Bang Si-hyuk é uma figura central na indústria do K-pop. Ele cofundou a JYP Entertainment em 1997, uma das principais empresas do gênero musical, antes de fundar a Big Hit Entertainment, atual Hybe, em 2005. O BTS começou a ser formado em 2010 e se consolidou como um dos grupos pop mais influentes globalmente, com recordes nas paradas musicais da Billboard e plataformas de streaming.

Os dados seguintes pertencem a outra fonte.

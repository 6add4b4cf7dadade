//! Per-tick profiling driver
//!
//! The load loop hands the session one measurement tick at a time together
//! with an immutable snapshot of the completed-request log and the telemetry
//! collected for that cycle. The session turns the window into a summary,
//! appends it to the rolling history and advances the stability tracker.

use crate::accelerator::merge_metrics;
use crate::error::{ProfilerError, Result};
use crate::models::{
    AcceleratorMetrics, CompletedRequestRecord, LatencySla, LatencyWindow, ReportSummary,
    RollingHistory, StabilityParameters,
};
use crate::observability::{ProfilerMetrics, StructuredLogger};
use crate::stability::{
    Completion, SingleProcess, StabilityCoordinator, StabilityState, StabilityTracker,
};
use crate::window::select_window;
use serde::{Deserialize, Serialize};
use std::sync::Arc;

/// Ticks allowed before a run is declared unstable
pub const DEFAULT_MAX_TRIALS: usize = 10;

/// Settings for one profiling run
#[derive(Debug, Clone, Copy, PartialEq)]
pub struct SessionConfig {
    pub stability: StabilityParameters,
    pub sla: LatencySla,
    pub max_trials: usize,
}

impl Default for SessionConfig {
    fn default() -> Self {
        Self {
            stability: StabilityParameters::default(),
            sla: LatencySla::NoLimit,
            max_trials: DEFAULT_MAX_TRIALS,
        }
    }
}

/// One measurement window as reported by the load loop
#[derive(Debug, Clone, Copy, PartialEq, Serialize, Deserialize)]
pub struct MeasurementTick {
    pub window: LatencyWindow,
    /// Time the load generator spent idle during the window
    #[serde(default)]
    pub idle_ns: u64,
    /// Requests sent during the window
    #[serde(default)]
    pub num_sent: usize,
}

/// How a profiling run ended
#[derive(Debug, Clone, Copy, PartialEq, Eq, Serialize, Deserialize)]
#[serde(rename_all = "snake_case")]
pub enum SessionOutcome {
    /// Throughput and latency converged within the latency budget
    Stable,
    /// Windowed latency exceeded the budget
    LatencyExceeded,
    /// The trial limit was reached without convergence
    Unstable,
}

impl SessionOutcome {
    pub fn as_str(&self) -> &'static str {
        match self {
            Self::Stable => "success",
            Self::LatencyExceeded => "gave_up",
            Self::Unstable => "unstable",
        }
    }
}

/// Result of recording one tick
#[derive(Debug, Clone, PartialEq, Serialize, Deserialize)]
pub struct TickReport {
    /// One-based tick number
    pub tick: usize,
    pub summary: ReportSummary,
    pub state: StabilityState,
    /// Set on the tick that ends the run
    #[serde(skip_serializing_if = "Option::is_none")]
    pub outcome: Option<SessionOutcome>,
}

/// Owns the rolling history of one profiling run
pub struct ProfilingSession {
    tracker: StabilityTracker,
    history: RollingHistory,
    max_trials: usize,
    ticks: usize,
    outcome: Option<SessionOutcome>,
    metrics: ProfilerMetrics,
    logger: StructuredLogger,
}

impl ProfilingSession {
    pub fn new(config: SessionConfig, logger: StructuredLogger) -> Self {
        Self::with_coordinator(config, logger, Arc::new(SingleProcess))
    }

    pub fn with_coordinator(
        config: SessionConfig,
        logger: StructuredLogger,
        coordinator: Arc<dyn StabilityCoordinator>,
    ) -> Self {
        Self {
            tracker: StabilityTracker::with_coordinator(config.stability, config.sla, coordinator),
            history: RollingHistory::new(),
            max_trials: config.max_trials,
            ticks: 0,
            outcome: None,
            metrics: ProfilerMetrics::new(),
            logger,
        }
    }

    pub fn history(&self) -> &RollingHistory {
        &self.history
    }

    pub fn outcome(&self) -> Option<SessionOutcome> {
        self.outcome
    }

    pub fn is_finished(&self) -> bool {
        self.outcome.is_some()
    }

    pub fn ticks(&self) -> usize {
        self.ticks
    }

    /// Merge this cycle's telemetry snapshots
    pub fn merge_telemetry(&self, snapshots: &[AcceleratorMetrics]) -> AcceleratorMetrics {
        let merged = merge_metrics(snapshots);
        let accelerators = merged.accelerator_count();
        self.metrics.set_merge_stats(snapshots.len(), accelerators);
        self.logger.log_telemetry_merged(snapshots.len(), accelerators);
        merged
    }

    /// Evaluate one window and advance the stability decision
    pub fn record_tick(
        &mut self,
        records: &[CompletedRequestRecord],
        tick: &MeasurementTick,
        telemetry: &[AcceleratorMetrics],
    ) -> Result<TickReport> {
        if let Some(outcome) = self.outcome {
            return Err(ProfilerError::invalid_argument(format!(
                "profiling session already finished ({})",
                outcome.as_str()
            )));
        }

        self.ticks += 1;
        let selection = select_window(&tick.window, records);
        let accelerators = self.merge_telemetry(telemetry);
        let summary = ReportSummary::build(
            &tick.window,
            &selection,
            tick.idle_ns,
            tick.num_sent,
            accelerators,
        )?;

        if selection.is_empty() {
            self.logger.log_empty_window(
                self.ticks,
                tick.window.start_ns(),
                tick.window.end_ns(),
            );
        } else {
            self.metrics.observe_window(summary.mean_latency_ns());
        }
        self.logger.log_window_measured(
            self.ticks,
            summary.request_count,
            summary.throughput_per_sec,
            summary.mean_latency_ns(),
            summary.latency.map(|l| l.std_dev_us),
        );

        self.history.push(summary.throughput_per_sec, summary.mean_latency_ns());
        let state = self.tracker.tick(&self.history);

        let state_label = state_label(state);
        self.metrics.inc_stability_check(state_label);
        self.logger.log_stability_state(self.ticks, state_label, self.history.len());

        let outcome = match state {
            StabilityState::Done(Completion::Success) => Some(SessionOutcome::Stable),
            StabilityState::Done(Completion::GaveUp) => Some(SessionOutcome::LatencyExceeded),
            _ if self.ticks >= self.max_trials => Some(SessionOutcome::Unstable),
            _ => None,
        };

        if let Some(outcome) = outcome {
            self.outcome = Some(outcome);
            self.metrics.inc_profiling_outcome(outcome.as_str());
            self.logger.log_profiling_finished(outcome.as_str(), self.ticks);
        }

        Ok(TickReport {
            tick: self.ticks,
            summary,
            state,
            outcome,
        })
    }
}

fn state_label(state: StabilityState) -> &'static str {
    match state {
        StabilityState::Collecting => "collecting",
        StabilityState::Stable => "stable",
        StabilityState::Done(_) => "done",
    }
}
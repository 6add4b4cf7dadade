//! Observability infrastructure for the profiler
//!
//! Provides:
//! - Prometheus metrics (window latency, stability checks, profiling outcomes)
//! - Structured logging of measurement events with tracing

use prometheus::{
    register_histogram, register_int_counter, register_int_counter_vec, register_int_gauge,
    Histogram, IntCounter, IntCounterVec, IntGauge,
};
use std::sync::OnceLock;
use tracing::{debug, info, warn};

/// Histogram buckets for per-window mean latency (in seconds)
const LATENCY_BUCKETS: &[f64] = &[
    0.0005, 0.001, 0.0025, 0.005, 0.01, 0.025, 0.05, 0.1, 0.25, 0.5, 1.0, 2.5, 5.0, 10.0,
];

/// Global metrics instance (registered once)
static GLOBAL_METRICS: OnceLock<ProfilerMetricsInner> = OnceLock::new();

struct ProfilerMetricsInner {
    window_latency_seconds: Histogram,
    windows_measured: IntCounter,
    stability_checks: IntCounterVec,
    profiling_outcomes: IntCounterVec,
    accelerators_merged: IntGauge,
    telemetry_sources: IntGauge,
}

impl ProfilerMetricsInner {
    fn new() -> Self {
        Self {
            window_latency_seconds: register_histogram!(
                "load_profiler_window_latency_seconds",
                "Mean request latency of each measurement window",
                LATENCY_BUCKETS.to_vec()
            )
            .expect("Failed to register window_latency_seconds"),

            windows_measured: register_int_counter!(
                "load_profiler_windows_measured_total",
                "Number of measurement windows evaluated"
            )
            .expect("Failed to register windows_measured"),

            stability_checks: register_int_counter_vec!(
                "load_profiler_stability_checks_total",
                "Stability evaluations by resulting state",
                &["state"]
            )
            .expect("Failed to register stability_checks"),

            profiling_outcomes: register_int_counter_vec!(
                "load_profiler_outcomes_total",
                "Finished profiling runs by outcome",
                &["outcome"]
            )
            .expect("Failed to register profiling_outcomes"),

            accelerators_merged: register_int_gauge!(
                "load_profiler_accelerators_merged",
                "Accelerators present in the last merged telemetry snapshot"
            )
            .expect("Failed to register accelerators_merged"),

            telemetry_sources: register_int_gauge!(
                "load_profiler_telemetry_sources",
                "Telemetry sources contributing to the last merge"
            )
            .expect("Failed to register telemetry_sources"),
        }
    }
}

/// Profiler metrics for Prometheus exposition
///
/// Lightweight handle to the global metrics instance; clones share the
/// same underlying metrics.
#[derive(Clone)]
pub struct ProfilerMetrics {
    _private: (),
}

impl Default for ProfilerMetrics {
    fn default() -> Self {
        Self::new()
    }
}

impl ProfilerMetrics {
    pub fn new() -> Self {
        GLOBAL_METRICS.get_or_init(ProfilerMetricsInner::new);
        Self { _private: () }
    }

    fn inner(&self) -> &ProfilerMetricsInner {
        GLOBAL_METRICS.get_or_init(ProfilerMetricsInner::new)
    }

    /// Record one evaluated window and its mean latency
    pub fn observe_window(&self, mean_latency_ns: u64) {
        let inner = self.inner();
        inner.windows_measured.inc();
        inner
            .window_latency_seconds
            .observe(mean_latency_ns as f64 / 1e9);
    }

    pub fn inc_stability_check(&self, state: &str) {
        self.inner()
            .stability_checks
            .with_label_values(&[state])
            .inc();
    }

    pub fn inc_profiling_outcome(&self, outcome: &str) {
        self.inner()
            .profiling_outcomes
            .with_label_values(&[outcome])
            .inc();
    }

    pub fn set_merge_stats(&self, sources: usize, accelerators: usize) {
        self.inner().telemetry_sources.set(sources as i64);
        self.inner().accelerators_merged.set(accelerators as i64);
    }
}

/// Structured logger for profiling events
#[derive(Clone)]
pub struct StructuredLogger {
    run_id: String,
}

impl StructuredLogger {
    pub fn new(run_id: impl Into<String>) -> Self {
        Self {
            run_id: run_id.into(),
        }
    }

    pub fn run_id(&self) -> &str {
        &self.run_id
    }

    /// Log a measured window
    pub fn log_window_measured(
        &self,
        tick: usize,
        request_count: usize,
        throughput_per_sec: f64,
        mean_latency_ns: u64,
        std_dev_us: Option<u64>,
    ) {
        debug!(
            event = "window_measured",
            run_id = %self.run_id,
            tick = tick,
            request_count = request_count,
            throughput_per_sec = throughput_per_sec,
            mean_latency_ns = mean_latency_ns,
            std_dev_us = ?std_dev_us,
            "Measurement window evaluated"
        );
    }

    /// Log a window in which no request completed
    pub fn log_empty_window(&self, tick: usize, window_start_ns: u64, window_end_ns: u64) {
        warn!(
            event = "empty_window",
            run_id = %self.run_id,
            tick = tick,
            window_start_ns = window_start_ns,
            window_end_ns = window_end_ns,
            "No requests completed in measurement window"
        );
    }

    /// Log the stability decision for a tick
    pub fn log_stability_state(&self, tick: usize, state: &str, samples: usize) {
        debug!(
            event = "stability_evaluated",
            run_id = %self.run_id,
            tick = tick,
            state = %state,
            samples = samples,
            "Stability evaluated"
        );
    }

    /// Log the end of a profiling run
    pub fn log_profiling_finished(&self, outcome: &str, ticks: usize) {
        match outcome {
            "success" => {
                info!(
                    event = "profiling_finished",
                    run_id = %self.run_id,
                    outcome = %outcome,
                    ticks = ticks,
                    "Measurement stabilized"
                );
            }
            _ => {
                warn!(
                    event = "profiling_finished",
                    run_id = %self.run_id,
                    outcome = %outcome,
                    ticks = ticks,
                    "Profiling stopped without a stable measurement"
                );
            }
        }
    }

    /// Log a telemetry merge
    pub fn log_telemetry_merged(&self, sources: usize, accelerators: usize) {
        debug!(
            event = "telemetry_merged",
            run_id = %self.run_id,
            sources = sources,
            accelerators = accelerators,
            "Merged accelerator telemetry"
        );
    }
}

A acusação formal se refere a supostos acordos de divisão de lucros firmados entre Bang e fundos de private equity antes da abertura de capital. A polícia afirma que investidores e fundos de capital de risco foram enganados e levaram a vender suas ações para esses fundos, enquanto Bang teria mantido uma participação de 30% nos lucros obtidos de forma supostamente ilícita. O valor dessas participações seria próximo ao montante indicado pela polícia.
Desde o início das investigações, Bang negou irregularidades. Seus advogados, no entanto, manifestaram “lamentar” o pedido de prisão, afirmando que continuarão a colaborar com as autoridades para esclarecer os fatos.
O mercado financeiro da Coreia do Sul passou a intensificar a fiscalização contra manipulação e fraudes em negociações de ações. Recentemente, novas medidas endureceram as punições, que agora podem incluir multa em valor até o dobro dos lucros ilegais, além da suspensão imediata de contas envolvidas em atividades suspeitas. Uma força-tarefa criada em agosto reúne órgãos reguladores e a própria Bolsa de Valores sul-coreana para este propósito.
Casos similares de investigação e indiciamento envolveram outras figuras proeminentes da indústria e do mercado financeiro sul-coreano, como o presidente da Samsung, Lee Jae-yong, e o fundador da Kakao, Kim Beom-su, embora tenham sido absolvidos. O atual presidente do país, Lee Jae-myung, defende penas mais rigorosas para crimes ligados à manipulação do mercado.
A legislação sul-coreana prevê pena que varia de cinco anos a prisão perpétua para quem obtiver ganhos ilícitos superiores a 5 bilhões de won, valor abaixo dos 200 bilhões implicados no processo contra Bang. A decisão sobre o pedido de prisão será tomada pelo tribunal responsável nos próximos dias.
Palavras-chave para SEO: Bang Si-hyuk, BTS, Hybe, K-pop, fraude financeira, bolsa de valores Coreia do Sul, abertura de capital, manipulação de ações, investigação policial, turno mundial BTS, mercado financeiro sul-coreano, fraude em IPO, legislação sul-coreana, mandado de prisão, indústria do K-pop.